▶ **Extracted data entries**
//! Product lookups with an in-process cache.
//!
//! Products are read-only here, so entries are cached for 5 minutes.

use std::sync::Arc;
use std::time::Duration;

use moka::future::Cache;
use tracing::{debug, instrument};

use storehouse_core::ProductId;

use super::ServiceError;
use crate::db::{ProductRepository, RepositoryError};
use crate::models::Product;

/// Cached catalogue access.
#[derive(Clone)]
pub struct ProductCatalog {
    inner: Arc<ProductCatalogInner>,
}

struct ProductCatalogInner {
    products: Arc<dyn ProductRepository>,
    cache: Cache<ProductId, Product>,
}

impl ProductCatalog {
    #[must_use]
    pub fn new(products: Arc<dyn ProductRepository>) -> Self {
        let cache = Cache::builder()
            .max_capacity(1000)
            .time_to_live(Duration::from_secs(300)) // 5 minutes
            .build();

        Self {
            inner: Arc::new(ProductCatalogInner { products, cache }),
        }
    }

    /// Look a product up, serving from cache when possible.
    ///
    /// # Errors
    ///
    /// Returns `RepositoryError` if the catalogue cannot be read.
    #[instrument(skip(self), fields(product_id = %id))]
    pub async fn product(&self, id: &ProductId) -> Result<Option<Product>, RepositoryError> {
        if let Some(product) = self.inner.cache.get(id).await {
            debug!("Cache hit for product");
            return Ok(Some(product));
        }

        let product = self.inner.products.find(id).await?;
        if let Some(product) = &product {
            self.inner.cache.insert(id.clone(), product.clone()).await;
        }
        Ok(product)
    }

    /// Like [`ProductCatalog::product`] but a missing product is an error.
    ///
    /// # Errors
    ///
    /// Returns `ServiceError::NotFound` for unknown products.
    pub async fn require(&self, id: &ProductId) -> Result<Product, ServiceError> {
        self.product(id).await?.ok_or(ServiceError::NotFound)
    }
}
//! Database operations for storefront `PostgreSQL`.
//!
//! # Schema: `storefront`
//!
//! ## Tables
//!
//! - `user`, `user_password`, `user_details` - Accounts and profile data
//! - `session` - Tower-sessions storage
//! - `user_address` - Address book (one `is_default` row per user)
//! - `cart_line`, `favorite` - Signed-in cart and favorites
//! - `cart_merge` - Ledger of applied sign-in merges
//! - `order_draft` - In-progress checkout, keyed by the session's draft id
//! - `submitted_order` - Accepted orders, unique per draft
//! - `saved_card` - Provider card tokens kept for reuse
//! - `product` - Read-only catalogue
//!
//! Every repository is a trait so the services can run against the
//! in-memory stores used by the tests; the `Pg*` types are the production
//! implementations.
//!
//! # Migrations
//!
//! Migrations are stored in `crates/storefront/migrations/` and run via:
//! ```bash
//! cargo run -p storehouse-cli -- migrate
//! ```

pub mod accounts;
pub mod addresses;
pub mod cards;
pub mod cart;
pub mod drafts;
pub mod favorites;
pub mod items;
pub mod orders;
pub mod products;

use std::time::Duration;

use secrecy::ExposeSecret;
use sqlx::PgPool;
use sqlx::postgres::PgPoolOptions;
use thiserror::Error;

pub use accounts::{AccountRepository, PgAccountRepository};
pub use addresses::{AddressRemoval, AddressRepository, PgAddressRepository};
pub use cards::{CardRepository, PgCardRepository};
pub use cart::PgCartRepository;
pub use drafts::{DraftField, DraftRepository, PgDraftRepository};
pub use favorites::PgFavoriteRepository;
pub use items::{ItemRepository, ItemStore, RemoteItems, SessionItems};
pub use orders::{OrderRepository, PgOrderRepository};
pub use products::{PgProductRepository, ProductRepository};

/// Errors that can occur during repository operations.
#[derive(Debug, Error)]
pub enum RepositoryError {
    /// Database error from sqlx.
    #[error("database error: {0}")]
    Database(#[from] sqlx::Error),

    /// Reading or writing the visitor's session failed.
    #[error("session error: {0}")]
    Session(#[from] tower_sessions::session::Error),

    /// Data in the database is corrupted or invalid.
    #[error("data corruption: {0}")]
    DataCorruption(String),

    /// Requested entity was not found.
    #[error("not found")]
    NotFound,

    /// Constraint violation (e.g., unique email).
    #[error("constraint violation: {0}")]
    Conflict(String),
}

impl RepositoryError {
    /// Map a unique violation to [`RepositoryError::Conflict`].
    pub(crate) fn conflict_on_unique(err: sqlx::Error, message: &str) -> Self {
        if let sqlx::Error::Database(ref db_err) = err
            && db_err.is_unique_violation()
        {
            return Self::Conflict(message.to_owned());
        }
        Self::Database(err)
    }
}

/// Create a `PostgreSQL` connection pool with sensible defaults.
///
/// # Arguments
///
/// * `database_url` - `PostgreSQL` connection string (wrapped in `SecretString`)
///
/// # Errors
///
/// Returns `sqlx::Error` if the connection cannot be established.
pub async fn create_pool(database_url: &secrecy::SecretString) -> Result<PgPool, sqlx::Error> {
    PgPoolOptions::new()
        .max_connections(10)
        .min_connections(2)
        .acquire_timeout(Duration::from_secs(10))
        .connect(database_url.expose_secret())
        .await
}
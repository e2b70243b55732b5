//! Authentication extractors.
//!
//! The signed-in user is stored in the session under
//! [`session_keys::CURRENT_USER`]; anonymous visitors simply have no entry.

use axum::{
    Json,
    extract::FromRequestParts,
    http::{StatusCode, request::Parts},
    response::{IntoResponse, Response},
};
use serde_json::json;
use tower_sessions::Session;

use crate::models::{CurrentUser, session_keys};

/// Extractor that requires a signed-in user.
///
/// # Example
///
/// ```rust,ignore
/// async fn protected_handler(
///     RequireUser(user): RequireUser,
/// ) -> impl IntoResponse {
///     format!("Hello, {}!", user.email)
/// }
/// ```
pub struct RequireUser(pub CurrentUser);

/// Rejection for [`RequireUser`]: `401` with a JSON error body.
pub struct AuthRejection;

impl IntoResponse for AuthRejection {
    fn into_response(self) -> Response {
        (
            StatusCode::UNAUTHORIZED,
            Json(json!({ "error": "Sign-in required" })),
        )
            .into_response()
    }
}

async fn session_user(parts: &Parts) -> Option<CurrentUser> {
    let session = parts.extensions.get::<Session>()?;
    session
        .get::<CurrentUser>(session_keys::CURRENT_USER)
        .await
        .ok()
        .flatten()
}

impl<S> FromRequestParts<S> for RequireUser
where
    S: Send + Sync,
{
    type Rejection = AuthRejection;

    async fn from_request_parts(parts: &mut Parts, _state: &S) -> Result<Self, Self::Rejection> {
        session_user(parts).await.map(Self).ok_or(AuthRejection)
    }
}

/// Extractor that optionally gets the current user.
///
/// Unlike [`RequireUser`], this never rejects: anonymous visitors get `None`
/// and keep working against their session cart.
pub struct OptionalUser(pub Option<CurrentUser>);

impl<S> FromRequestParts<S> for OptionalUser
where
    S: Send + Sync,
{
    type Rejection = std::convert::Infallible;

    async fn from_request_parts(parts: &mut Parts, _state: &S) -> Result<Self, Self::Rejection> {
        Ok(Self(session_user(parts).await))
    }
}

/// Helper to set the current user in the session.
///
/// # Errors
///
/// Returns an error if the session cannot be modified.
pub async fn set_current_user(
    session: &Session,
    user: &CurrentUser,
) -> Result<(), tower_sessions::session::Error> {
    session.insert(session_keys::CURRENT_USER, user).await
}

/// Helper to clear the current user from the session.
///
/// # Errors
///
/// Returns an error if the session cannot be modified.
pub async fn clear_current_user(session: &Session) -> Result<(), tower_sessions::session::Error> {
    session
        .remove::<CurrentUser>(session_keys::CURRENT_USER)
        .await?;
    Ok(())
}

▶ **What is being asked**
Copy the lines above exactly, leaving every word as it is.

▶ **Finished task**
//! Product lookups with an in-process cache.
//!
//! Products are read-only here, so entries are cached for 5 minutes.

use std::sync::Arc;
use std::time::Duration;

use moka::future::Cache;
use tracing::{debug, instrument};

use storehouse_core::ProductId;

use super::ServiceError;
use crate::db::{ProductRepository, RepositoryError};
use crate::models::Product;

/// Cached catalogue access.
#[derive(Clone)]
pub struct ProductCatalog {
    inner: Arc<ProductCatalogInner>,
}

struct ProductCatalogInner {
    products: Arc<dyn ProductRepository>,
    cache: Cache<ProductId, Product>,
}

impl ProductCatalog {
    #[must_use]
    pub fn new(products: Arc<dyn ProductRepository>) -> Self {
        let cache = Cache::builder()
            .max_capacity(1000)
            .time_to_live(Duration::from_secs(300)) // 5 minutes
            .build();

        Self {
            inner: Arc::new(ProductCatalogInner { products, cache }),
        }
    }

    /// Look a product up, serving from cache when possible.
    ///
    /// # Errors
    ///
    /// Returns `RepositoryError` if the catalogue cannot be read.
    #[instrument(skip(self), fields(product_id = %id))]
    pub async fn product(&self, id: &ProductId) -> Result<Option<Product>, RepositoryError> {
        if let Some(product) = self.inner.cache.get(id).await {
            debug!("Cache hit for product");
            return Ok(Some(product));
        }

        let product = self.inner.products.find(id).await?;
        if let Some(product) = &product {
            self.inner.cache.insert(id.clone(), product.clone()).await;
        }
        Ok(product)
    }

    /// Like [`ProductCatalog::product`] but a missing product is an error.
    ///
    /// # Errors
    ///
    /// Returns `ServiceError::NotFound` for unknown products.
    pub async fn require(&self, id: &ProductId) -> Result<Product, ServiceError> {
        self.product(id).await?.ok_or(ServiceError::NotFound)
    }
}
//! Database operations for storefront `PostgreSQL`.
//!
//! # Schema: `storefront`
//!
//! ## Tables
//!
//! - `user`, `user_password`, `user_details` - Accounts and profile data
//! - `session` - Tower-sessions storage
//! - `user_address` - Address book (one `is_default` row per user)
//! - `cart_line`, `favorite` - Signed-in cart and favorites
//! - `cart_merge` - Ledger of applied sign-in merges
//! - `order_draft` - In-progress checkout, keyed by the session's draft id
//! - `submitted_order` - Accepted orders, unique per draft
//! - `saved_card` - Provider card tokens kept for reuse
//! - `product` - Read-only catalogue
//!
//! Every repository is a trait so the services can run against the
//! in-memory stores used by the tests; the `Pg*` types are the production
//! implementations.
//!
//! # Migrations
//!
//! Migrations are stored in `crates/storefront/migrations/` and run via:
//! ```bash
//! cargo run -p storehouse-cli -- migrate
//! ```

pub mod accounts;
pub mod addresses;
pub mod cards;
pub mod cart;
pub mod drafts;
pub mod favorites;
pub mod items;
pub mod orders;
pub mod products;

use std::time::Duration;

use secrecy::ExposeSecret;
use sqlx::PgPool;
use sqlx::postgres::PgPoolOptions;
use thiserror::Error;

pub use accounts::{AccountRepository, PgAccountRepository};
pub use addresses::{AddressRemoval, AddressRepository, PgAddressRepository};
pub use cards::{CardRepository, PgCardRepository};
pub use cart::PgCartRepository;
pub use drafts::{DraftField, DraftRepository, PgDraftRepository};
pub use favorites::PgFavoriteRepository;
pub use items::{ItemRepository, ItemStore, RemoteItems, SessionItems};
pub use orders::{OrderRepository, PgOrderRepository};
pub use products::{PgProductRepository, ProductRepository};

/// Errors that can occur during repository operations.
#[derive(Debug, Error)]
pub enum RepositoryError {
    /// Database error from sqlx.
    #[error("database error: {0}")]
    Database(#[from] sqlx::Error),

    /// Reading or writing the visitor's session failed.
    #[error("session error: {0}")]
    Session(#[from] tower_sessions::session::Error),

    /// Data in the database is corrupted or invalid.
    #[error("data corruption: {0}")]
    DataCorruption(String),

    /// Requested entity was not found.
    #[error("not found")]
    NotFound,

    /// Constraint violation (e.g., unique email).
    #[error("constraint violation: {0}")]
    Conflict(String),
}

impl RepositoryError {
    /// Map a unique violation to [`RepositoryError::Conflict`].
    pub(crate) fn conflict_on_unique(err: sqlx::Error, message: &str) -> Self {
        if let sqlx::Error::Database(ref db_err) = err
            && db_err.is_unique_violation()
        {
            return Self::Conflict(message.to_owned());
        }
        Self::Database(err)
    }
}

/// Create a `PostgreSQL` connection pool with sensible defaults.
///
/// # Arguments
///
/// * `database_url` - `PostgreSQL` connection string (wrapped in `SecretString`)
///
/// # Errors
///
/// Returns `sqlx::Error` if the connection cannot be established.
pub async fn create_pool(database_url: &secrecy::SecretString) -> Result<PgPool, sqlx::Error> {
    PgPoolOptions::new()
        .max_connections(10)
        .min_connections(2)
        .acquire_timeout(Duration::from_secs(10))
        .connect(database_url.expose_secret())
        .await
}
repository e2b70243b55732b5
//! Authentication extractors.
//!
//! The signed-in user is stored in the session under
//! [`session_keys::CURRENT_USER`]; anonymous visitors simply have no entry.

use axum::{
    Json,
    extract::FromRequestParts,
    http::{StatusCode, request::Parts},
    response::{IntoResponse, Response},
};
use serde_json::json;
use tower_sessions::Session;

use crate::models::{CurrentUser, session_keys};

/// Extractor that requires a signed-in user.
///
/// # Example
///
/// ```rust,ignore
/// async fn protected_handler(
///     RequireUser(user): RequireUser,
/// ) -> impl IntoResponse {
///     format!("Hello, {}!", user.email)
/// }
/// ```
pub struct RequireUser(pub CurrentUser);

/// Rejection for [`RequireUser`]: `401` with a JSON error body.
pub struct AuthRejection;

impl IntoResponse for AuthRejection {
    fn into_response(self) -> Response {
        (
            StatusCode::UNAUTHORIZED,
            Json(json!({ "error": "Sign-in required" })),
        )
            .into_response()
    }
}

async fn session_user(parts: &Parts) -> Option<CurrentUser> {
    let session = parts.extensions.get::<Session>()?;
    session
        .get::<CurrentUser>(session_keys::CURRENT_USER)
        .await
        .ok()
        .flatten()
}

impl<S> FromRequestParts<S> for RequireUser
where
    S: Send + Sync,
{
    type Rejection = AuthRejection;

    async fn from_request_parts(parts: &mut Parts, _state: &S) -> Result<Self, Self::Rejection> {
        session_user(parts).await.map(Self).ok_or(AuthRejection)
    }
}

/// Extractor that optionally gets the current user.
///
/// Unlike [`RequireUser`], this never rejects: anonymous visitors get `None`
/// and keep working against their session cart.
pub struct OptionalUser(pub Option<CurrentUser>);

impl<S> FromRequestParts<S> for OptionalUser
where
    S: Send + Sync,
{
    type Rejection = std::convert::Infallible;

    async fn from_request_parts(parts: &mut Parts, _state: &S) -> Result<Self, Self::Rejection> {
        Ok(Self(session_user(parts).await))
    }
}

/// Helper to set the current user in the session.
///
/// # Errors
///
/// Returns an error if the session cannot be modified.
pub async fn set_current_user(
    session: &Session,
    user: &CurrentUser,
) -> Result<(), tower_sessions::session::Error> {
    session.insert(session_keys::CURRENT_USER, user).await
}

/// Helper to clear the current user from the session.
///
/// # Errors
///
/// Returns an error if the session cannot be modified.
pub async fn clear_current_user(session: &Session) -> Result<(), tower_sessions::session::Error> {
    session
        .remove::<CurrentUser>(session_keys::CURRENT_USER)
        .await?;
    Ok(())
}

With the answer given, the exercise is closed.